(Data section)

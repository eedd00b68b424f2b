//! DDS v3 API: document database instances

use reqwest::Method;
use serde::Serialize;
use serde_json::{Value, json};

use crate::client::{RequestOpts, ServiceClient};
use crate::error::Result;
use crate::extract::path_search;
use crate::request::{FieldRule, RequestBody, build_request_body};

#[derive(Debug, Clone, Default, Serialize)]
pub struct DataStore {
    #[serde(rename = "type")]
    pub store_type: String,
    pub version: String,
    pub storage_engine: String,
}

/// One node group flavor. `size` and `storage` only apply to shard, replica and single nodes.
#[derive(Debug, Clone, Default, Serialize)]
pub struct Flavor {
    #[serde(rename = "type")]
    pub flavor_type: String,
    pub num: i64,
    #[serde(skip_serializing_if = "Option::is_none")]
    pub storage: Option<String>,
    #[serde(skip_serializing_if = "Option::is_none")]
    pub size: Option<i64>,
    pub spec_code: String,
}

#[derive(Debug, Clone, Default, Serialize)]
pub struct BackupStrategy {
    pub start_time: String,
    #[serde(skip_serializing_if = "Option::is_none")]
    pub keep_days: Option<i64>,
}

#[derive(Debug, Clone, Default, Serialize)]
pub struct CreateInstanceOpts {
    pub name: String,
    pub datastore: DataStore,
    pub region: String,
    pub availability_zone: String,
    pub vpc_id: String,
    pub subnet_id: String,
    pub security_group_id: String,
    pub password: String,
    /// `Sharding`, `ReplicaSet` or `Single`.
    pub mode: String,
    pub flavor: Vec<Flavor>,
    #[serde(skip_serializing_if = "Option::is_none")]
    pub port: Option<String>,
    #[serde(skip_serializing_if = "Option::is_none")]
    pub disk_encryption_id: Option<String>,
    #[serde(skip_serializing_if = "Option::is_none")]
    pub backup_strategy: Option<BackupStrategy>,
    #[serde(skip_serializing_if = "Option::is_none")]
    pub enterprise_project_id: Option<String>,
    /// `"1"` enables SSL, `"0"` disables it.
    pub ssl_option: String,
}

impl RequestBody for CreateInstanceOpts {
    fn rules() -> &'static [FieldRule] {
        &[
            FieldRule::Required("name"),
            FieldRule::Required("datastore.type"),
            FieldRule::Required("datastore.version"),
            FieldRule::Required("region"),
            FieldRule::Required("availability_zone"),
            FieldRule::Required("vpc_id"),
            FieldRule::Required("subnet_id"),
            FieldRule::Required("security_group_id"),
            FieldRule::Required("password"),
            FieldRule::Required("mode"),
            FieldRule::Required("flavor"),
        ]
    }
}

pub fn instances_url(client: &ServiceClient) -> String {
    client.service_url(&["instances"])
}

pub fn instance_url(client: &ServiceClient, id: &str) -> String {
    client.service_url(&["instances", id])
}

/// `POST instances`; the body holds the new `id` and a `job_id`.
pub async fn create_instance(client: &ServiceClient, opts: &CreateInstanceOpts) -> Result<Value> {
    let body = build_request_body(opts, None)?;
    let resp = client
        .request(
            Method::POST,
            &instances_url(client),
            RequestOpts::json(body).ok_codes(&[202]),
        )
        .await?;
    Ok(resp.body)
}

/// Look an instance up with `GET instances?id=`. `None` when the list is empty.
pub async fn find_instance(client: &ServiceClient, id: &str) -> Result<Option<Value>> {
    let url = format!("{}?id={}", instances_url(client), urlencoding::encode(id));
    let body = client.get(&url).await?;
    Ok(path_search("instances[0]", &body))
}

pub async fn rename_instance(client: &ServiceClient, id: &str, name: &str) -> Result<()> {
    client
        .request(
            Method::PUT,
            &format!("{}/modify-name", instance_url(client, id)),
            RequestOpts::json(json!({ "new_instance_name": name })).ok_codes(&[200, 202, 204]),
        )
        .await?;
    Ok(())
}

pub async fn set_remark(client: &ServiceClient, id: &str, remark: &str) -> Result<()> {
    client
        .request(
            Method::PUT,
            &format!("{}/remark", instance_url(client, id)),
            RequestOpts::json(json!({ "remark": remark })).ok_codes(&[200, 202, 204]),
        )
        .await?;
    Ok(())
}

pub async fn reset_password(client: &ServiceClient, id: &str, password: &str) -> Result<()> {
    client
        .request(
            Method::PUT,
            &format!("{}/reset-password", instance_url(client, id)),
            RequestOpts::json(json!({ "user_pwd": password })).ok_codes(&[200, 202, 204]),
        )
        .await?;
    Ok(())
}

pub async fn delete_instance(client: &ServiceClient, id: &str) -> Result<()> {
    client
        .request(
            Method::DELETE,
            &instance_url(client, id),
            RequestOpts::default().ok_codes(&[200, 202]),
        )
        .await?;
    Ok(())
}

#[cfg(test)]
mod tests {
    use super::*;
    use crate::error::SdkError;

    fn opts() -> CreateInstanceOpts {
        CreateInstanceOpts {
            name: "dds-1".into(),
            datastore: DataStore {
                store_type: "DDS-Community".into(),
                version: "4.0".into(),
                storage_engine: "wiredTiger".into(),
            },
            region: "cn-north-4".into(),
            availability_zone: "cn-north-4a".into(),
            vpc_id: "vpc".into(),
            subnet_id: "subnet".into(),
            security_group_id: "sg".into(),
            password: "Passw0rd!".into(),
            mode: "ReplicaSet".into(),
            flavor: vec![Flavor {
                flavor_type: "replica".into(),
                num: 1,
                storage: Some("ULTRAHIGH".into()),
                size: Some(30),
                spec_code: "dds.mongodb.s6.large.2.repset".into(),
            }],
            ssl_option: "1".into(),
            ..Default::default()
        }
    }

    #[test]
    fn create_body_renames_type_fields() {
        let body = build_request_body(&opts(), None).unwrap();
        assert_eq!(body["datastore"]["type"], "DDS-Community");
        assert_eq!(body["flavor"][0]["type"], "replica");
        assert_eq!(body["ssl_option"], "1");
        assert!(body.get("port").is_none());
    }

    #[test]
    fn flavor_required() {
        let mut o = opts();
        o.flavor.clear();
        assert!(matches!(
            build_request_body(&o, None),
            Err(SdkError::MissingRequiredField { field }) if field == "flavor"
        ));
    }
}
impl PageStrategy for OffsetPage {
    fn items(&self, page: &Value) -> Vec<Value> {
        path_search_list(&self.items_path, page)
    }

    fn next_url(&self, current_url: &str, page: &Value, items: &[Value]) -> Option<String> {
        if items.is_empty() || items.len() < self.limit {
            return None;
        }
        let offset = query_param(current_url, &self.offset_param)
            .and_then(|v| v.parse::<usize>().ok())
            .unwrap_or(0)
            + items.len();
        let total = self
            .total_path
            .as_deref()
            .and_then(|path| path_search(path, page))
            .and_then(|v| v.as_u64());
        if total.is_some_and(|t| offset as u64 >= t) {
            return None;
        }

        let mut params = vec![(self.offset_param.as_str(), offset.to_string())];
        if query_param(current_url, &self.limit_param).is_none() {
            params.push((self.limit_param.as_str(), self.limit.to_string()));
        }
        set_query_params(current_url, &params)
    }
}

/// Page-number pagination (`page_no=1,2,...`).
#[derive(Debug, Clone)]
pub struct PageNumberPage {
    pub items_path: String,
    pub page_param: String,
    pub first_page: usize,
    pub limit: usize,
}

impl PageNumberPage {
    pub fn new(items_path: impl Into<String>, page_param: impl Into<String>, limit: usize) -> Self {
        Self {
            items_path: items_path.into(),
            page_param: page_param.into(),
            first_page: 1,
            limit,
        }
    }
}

(End Data section)

» What you need to do
The data above, all of it, needs to be output exactly as written.

» Problem solution
repository eedd00b68b424f2b
//! DDS v3 API: document database instances

use reqwest::Method;
use serde::Serialize;
use serde_json::{Value, json};

use crate::client::{RequestOpts, ServiceClient};
use crate::error::Result;
use crate::extract::path_search;
use crate::request::{FieldRule, RequestBody, build_request_body};

#[derive(Debug, Clone, Default, Serialize)]
pub struct DataStore {
    #[serde(rename = "type")]
    pub store_type: String,
    pub version: String,
    pub storage_engine: String,
}

/// One node group flavor. `size` and `storage` only apply to shard, replica and single nodes.
#[derive(Debug, Clone, Default, Serialize)]
pub struct Flavor {
    #[serde(rename = "type")]
    pub flavor_type: String,
    pub num: i64,
    #[serde(skip_serializing_if = "Option::is_none")]
    pub storage: Option<String>,
    #[serde(skip_serializing_if = "Option::is_none")]
    pub size: Option<i64>,
    pub spec_code: String,
}

#[derive(Debug, Clone, Default, Serialize)]
pub struct BackupStrategy {
    pub start_time: String,
    #[serde(skip_serializing_if = "Option::is_none")]
    pub keep_days: Option<i64>,
}

#[derive(Debug, Clone, Default, Serialize)]
pub struct CreateInstanceOpts {
    pub name: String,
    pub datastore: DataStore,
    pub region: String,
    pub availability_zone: String,
    pub vpc_id: String,
    pub subnet_id: String,
    pub security_group_id: String,
    pub password: String,
    /// `Sharding`, `ReplicaSet` or `Single`.
    pub mode: String,
    pub flavor: Vec<Flavor>,
    #[serde(skip_serializing_if = "Option::is_none")]
    pub port: Option<String>,
    #[serde(skip_serializing_if = "Option::is_none")]
    pub disk_encryption_id: Option<String>,
    #[serde(skip_serializing_if = "Option::is_none")]
    pub backup_strategy: Option<BackupStrategy>,
    #[serde(skip_serializing_if = "Option::is_none")]
    pub enterprise_project_id: Option<String>,
    /// `"1"` enables SSL, `"0"` disables it.
    pub ssl_option: String,
}

impl RequestBody for CreateInstanceOpts {
    fn rules() -> &'static [FieldRule] {
        &[
            FieldRule::Required("name"),
            FieldRule::Required("datastore.type"),
            FieldRule::Required("datastore.version"),
            FieldRule::Required("region"),
            FieldRule::Required("availability_zone"),
            FieldRule::Required("vpc_id"),
            FieldRule::Required("subnet_id"),
            FieldRule::Required("security_group_id"),
            FieldRule::Required("password"),
            FieldRule::Required("mode"),
            FieldRule::Required("flavor"),
        ]
    }
}

pub fn instances_url(client: &ServiceClient) -> String {
    client.service_url(&["instances"])
}

pub fn instance_url(client: &ServiceClient, id: &str) -> String {
    client.service_url(&["instances", id])
}

/// `POST instances`; the body holds the new `id` and a `job_id`.
pub async fn create_instance(client: &ServiceClient, opts: &CreateInstanceOpts) -> Result<Value> {
    let body = build_request_body(opts, None)?;
    let resp = client
        .request(
            Method::POST,
            &instances_url(client),
            RequestOpts::json(body).ok_codes(&[202]),
        )
        .await?;
    Ok(resp.body)
}

/// Look an instance up with `GET instances?id=`. `None` when the list is empty.
pub async fn find_instance(client: &ServiceClient, id: &str) -> Result<Option<Value>> {
    let url = format!("{}?id={}", instances_url(client), urlencoding::encode(id));
    let body = client.get(&url).await?;
    Ok(path_search("instances[0]", &body))
}

pub async fn rename_instance(client: &ServiceClient, id: &str, name: &str) -> Result<()> {
    client
        .request(
            Method::PUT,
            &format!("{}/modify-name", instance_url(client, id)),
            RequestOpts::json(json!({ "new_instance_name": name })).ok_codes(&[200, 202, 204]),
        )
        .await?;
    Ok(())
}

pub async fn set_remark(client: &ServiceClient, id: &str, remark: &str) -> Result<()> {
    client
        .request(
            Method::PUT,
            &format!("{}/remark", instance_url(client, id)),
            RequestOpts::json(json!({ "remark": remark })).ok_codes(&[200, 202, 204]),
        )
        .await?;
    Ok(())
}

pub async fn reset_password(client: &ServiceClient, id: &str, password: &str) -> Result<()> {
    client
        .request(
            Method::PUT,
            &format!("{}/reset-password", instance_url(client, id)),
            RequestOpts::json(json!({ "user_pwd": password })).ok_codes(&[200, 202, 204]),
        )
        .await?;
    Ok(())
}

pub async fn delete_instance(client: &ServiceClient, id: &str) -> Result<()> {
    client
        .request(
            Method::DELETE,
            &instance_url(client, id),
            RequestOpts::default().ok_codes(&[200, 202]),
        )
        .await?;
    Ok(())
}

#[cfg(test)]
mod tests {
    use super::*;
    use crate::error::SdkError;

    fn opts() -> CreateInstanceOpts {
        CreateInstanceOpts {
            name: "dds-1".into(),
            datastore: DataStore {
                store_type: "DDS-Community".into(),
                version: "4.0".into(),
                storage_engine: "wiredTiger".into(),
            },
            region: "cn-north-4".into(),
            availability_zone: "cn-north-4a".into(),
            vpc_id: "vpc".into(),
            subnet_id: "subnet".into(),
            security_group_id: "sg".into(),
            password: "Passw0rd!".into(),
            mode: "ReplicaSet".into(),
            flavor: vec![Flavor {
                flavor_type: "replica".into(),
                num: 1,
                storage: Some("ULTRAHIGH".into()),
                size: Some(30),
                spec_code: "dds.mongodb.s6.large.2.repset".into(),
            }],
            ssl_option: "1".into(),
            ..Default::default()
        }
    }

    #[test]
    fn create_body_renames_type_fields() {
        let body = build_request_body(&opts(), None).unwrap();
        assert_eq!(body["datastore"]["type"], "DDS-Community");
        assert_eq!(body["flavor"][0]["type"], "replica");
        assert_eq!(body["ssl_option"], "1");
        assert!(body.get("port").is_none());
    }

    #[test]
    fn flavor_required() {
        let mut o = opts();
        o.flavor.clear();
        assert!(matches!(
            build_request_body(&o, None),
            Err(SdkError::MissingRequiredField { field }) if field == "flavor"
        ));
    }
}
impl PageStrategy for OffsetPage {
    fn items(&self, page: &Value) -> Vec<Value> {
        path_search_list(&self.items_path, page)
    }

    fn next_url(&self, current_url: &str, page: &Value, items: &[Value]) -> Option<String> {
        if items.is_empty() || items.len() < self.limit {
            return None;
        }
        let offset = query_param(current_url, &self.offset_param)
            .and_then(|v| v.parse::<usize>().ok())
            .unwrap_or(0)
            + items.len();
        let total = self
            .total_path
            .as_deref()
            .and_then(|path| path_search(path, page))
            .and_then(|v| v.as_u64());
        if total.is_some_and(|t| offset as u64 >= t) {
            return None;
        }

        let mut params = vec![(self.offset_param.as_str(), offset.to_string())];
        if query_param(current_url, &self.limit_param).is_none() {
            params.push((self.limit_param.as_str(), self.limit.to_string()));
        }
        set_query_params(current_url, &params)
    }
}

/// Page-number pagination (`page_no=1,2,...`).
#[derive(Debug, Clone)]
pub struct PageNumberPage {
    pub items_path: String,
    pub page_param: String,
    pub first_page: usize,
    pub limit: usize,
}

impl PageNumberPage {
    pub fn new(items_path: impl Into<String>, page_param: impl Into<String>, limit: usize) -> Self {
        Self {
            items_path: items_path.into(),
            page_param: page_param.into(),
            first_page: 1,
            limit,
        }
    }
}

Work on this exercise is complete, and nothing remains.